When he looked at Raylan again, the man had tipped his head back, as if he were looking at the stars through the ceiling.  His tone was thoughtful when he finally asked, “Would you think I was lying if I said I never wished for your death, even when I knew you were gonna pick up that gun?  Would you think it was strange that you were the exception?”

“You said you aimed to kill,” Boyd found himself saying, despite the fact that he knew Raylan was in no state to be inventing stories, even if he was the kind of man to lie only when it was important.

Raylan lifted his head again and shrugged.  A few strands of hair fell into his eyes, giving him a boyish look that conflicted with a hard edge of his words.  “It’s hard to fight training, especially training you been using for twenty years.  I aimed to kill you, Boyd, but I never wanted to.”

“Why?”  Some days, Boyd almost wishes he had.  Maybe if Raylan had actually wanted to, he would have succeeded.  Perhaps things would have turned out better that way.

Now Raylan really smiled.  It was wistful and true as he replied, “We dug coal together.”

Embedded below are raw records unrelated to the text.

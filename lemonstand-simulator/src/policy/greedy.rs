//! Expected-profit policy.
//!
//! Scores every price on a fixed grid against noise-free traffic, keeps the most
//! profitable one, and buys just enough stock for the units it expects to sell,
//! trimmed until the order fits in the cash box.

use std::num::NonZeroU32;

use tracing::trace;

use lemonstand_core::demand::DemandModel;
use lemonstand_core::plan::{DayPlan, PurchaseOrder, Recipe};
use lemonstand_core::pricing::PriceList;
use lemonstand_core::production::ProductionState;
use lemonstand_core::stand::StandState;
use lemonstand_core::weather::Weather;

use super::DecisionPolicy;

const DEFAULT_GRID_CENTS: [u32; 9] = [10, 15, 20, 25, 30, 35, 40, 45, 50];

#[derive(Debug, Clone)]
pub struct GreedyPolicy {
    demand: DemandModel,
    recipe: Recipe,
    price_grid: Vec<NonZeroU32>,
}

impl Default for GreedyPolicy {
    fn default() -> Self {
        Self::new(DemandModel::default(), Recipe::default())
    }
}

impl GreedyPolicy {
    pub fn new(demand: DemandModel, recipe: Recipe) -> Self {
        Self {
            demand,
            recipe,
            price_grid: DEFAULT_GRID_CENTS
                .iter()
                .filter_map(|&cents| NonZeroU32::new(cents))
                .collect(),
        }
    }

    /// Replaces the candidate prices. Zero entries are dropped.
    #[cfg(test)]
    fn with_price_grid(mut self, cents: &[u32]) -> Self {
        let grid: Vec<NonZeroU32> = cents.iter().filter_map(|&c| NonZeroU32::new(c)).collect();
        if !grid.is_empty() {
            self.price_grid = grid;
        }
        self
    }

    /// Units the stand expects to sell at `price` if stock never runs out.
    fn expected_units(&self, price: f64, weather: &Weather) -> u32 {
        let traffic = self.demand.expected_traffic(weather);
        let buyers = traffic * self.demand.buy_probability(price, weather);
        buyers.floor().max(0.0) as u32
    }

    /// Best grid price and the units expected at it; ties keep the lower price.
    fn choose_price(&self, weather: &Weather, prices: &PriceList) -> (NonZeroU32, u32) {
        let unit_cost = self.recipe.unit_cost(prices);
        let mut best: Option<(NonZeroU32, u32, f64)> = None;
        for &cents in &self.price_grid {
            let price = f64::from(cents.get()) / 100.0;
            let units = self.expected_units(price, weather);
            let profit = f64::from(units) * (price - unit_cost);
            trace!(price, units, profit, "Scored candidate price");
            if best.map_or(true, |(_, _, top)| profit > top) {
                best = Some((cents, units, profit));
            }
        }
        match best {
            Some((cents, units, _)) => (cents, units),
            None => (NonZeroU32::MIN, 0),
        }
    }
}

/// Ingredients missing from `stock` to serve `target` units with `recipe`.
fn order_for(target: u32, stock: &ProductionState, recipe: &Recipe) -> PurchaseOrder {
    let cups = target.saturating_sub(stock.cups());
    let ice = target
        .saturating_mul(recipe.ice_per_unit())
        .saturating_sub(stock.ice());
    let to_brew = target.saturating_sub(stock.units_remaining());
    let batches = to_brew.div_ceil(recipe.units_per_batch());
    let lemons = batches
        .saturating_mul(recipe.lemons_per_batch())
        .saturating_sub(stock.lemons());
    let sugar = batches
        .saturating_mul(recipe.sugar_per_batch())
        .saturating_sub(stock.sugar());
    PurchaseOrder::new(lemons, sugar, ice, cups)
}

impl DecisionPolicy for GreedyPolicy {
    fn plan(
        &mut self,
        state: &StandState,
        weather: &Weather,
        prices: &PriceList,
        _day: u32,
    ) -> DayPlan {
        let (cents, expected) = self.choose_price(weather, prices);

        let mut target = expected;
        let mut order = order_for(target, state.production(), &self.recipe);
        while target > 0 && order.cost(prices) > state.cash() {
            target -= 1;
            order = order_for(target, state.production(), &self.recipe);
        }

        DayPlan::from_cents(cents, order, self.recipe)
    }
}

#[cfg(test)]
mod tests {
    use super::*;
    use lemonstand_core::weather::WeatherKind;

    fn prices() -> PriceList {
        PriceList::baseline()
    }

    #[test]
    fn test_order_for_empty_stock() {
        let order = order_for(13, &ProductionState::new(), &Recipe::default());
        assert_eq!(order, PurchaseOrder::new(12, 8, 52, 13));
    }

    #[test]
    fn test_order_for_uses_leftovers() {
        // An 11-unit leftover batch and spare cups leave only ice to buy.
        let mut brewed = ProductionState::new();
        brewed.add_supplies(6, 4, 4, 20);
        brewed.serve_one(&Recipe::default()).unwrap();
        let order = order_for(11, &brewed, &Recipe::default());
        assert_eq!(order, PurchaseOrder::new(0, 0, 44, 0));
    }

    #[test]
    fn test_plan_fits_cash() {
        let mut policy = GreedyPolicy::default();
        let weather = Weather::new(WeatherKind::Hot, 95);
        for cash in [0.0, 0.5, 2.0, 10.0, 100.0] {
            let stand = StandState::new(cash, Recipe::default(), 0.25);
            let plan = policy.plan(&stand, &weather, &prices(), 1);
            assert!(plan.order().cost(&prices()) <= cash + 1e-9);
        }
    }

    #[test]
    fn test_plan_is_deterministic() {
        let mut a = GreedyPolicy::default();
        let mut b = GreedyPolicy::default();
        let stand = StandState::new(20.0, Recipe::default(), 0.25);
        let weather = Weather::new(WeatherKind::Mild, 78);
        assert_eq!(
            a.plan(&stand, &weather, &prices(), 1),
            b.plan(&stand, &weather, &prices(), 1)
        );
    }

    #[test]
    fn test_hot_days_stock_more_than_storms() {
        let mut policy = GreedyPolicy::default();
        let stand = StandState::new(50.0, Recipe::default(), 0.25);
        let hot = policy.plan(&stand, &Weather::new(WeatherKind::Hot, 95), &prices(), 1);
        let storm = policy.plan(&stand, &Weather::new(WeatherKind::Storm, 70), &prices(), 1);
        assert!(hot.order().cups > storm.order().cups);
    }

    #[test]
    fn test_custom_grid_ignores_zero() {
        let policy = GreedyPolicy::default().with_price_grid(&[0, 30]);
        let (cents, _) = policy.choose_price(&Weather::new(WeatherKind::Mild, 75), &prices());
        assert_eq!(cents.get(), 30);
    }
}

And Boyd smiled right back, remembering that’s what Raylan told Ava when Boyd thought he was dying on her hard wood floor.

He’d since discovered that Raylan liked using that particular phrase as a euphemism, an accurate mode of explanation for their relationship.  It was not an explanation that revealed to outsiders what the bond of fellow miner really meant, nor did it indicate how close they had really been.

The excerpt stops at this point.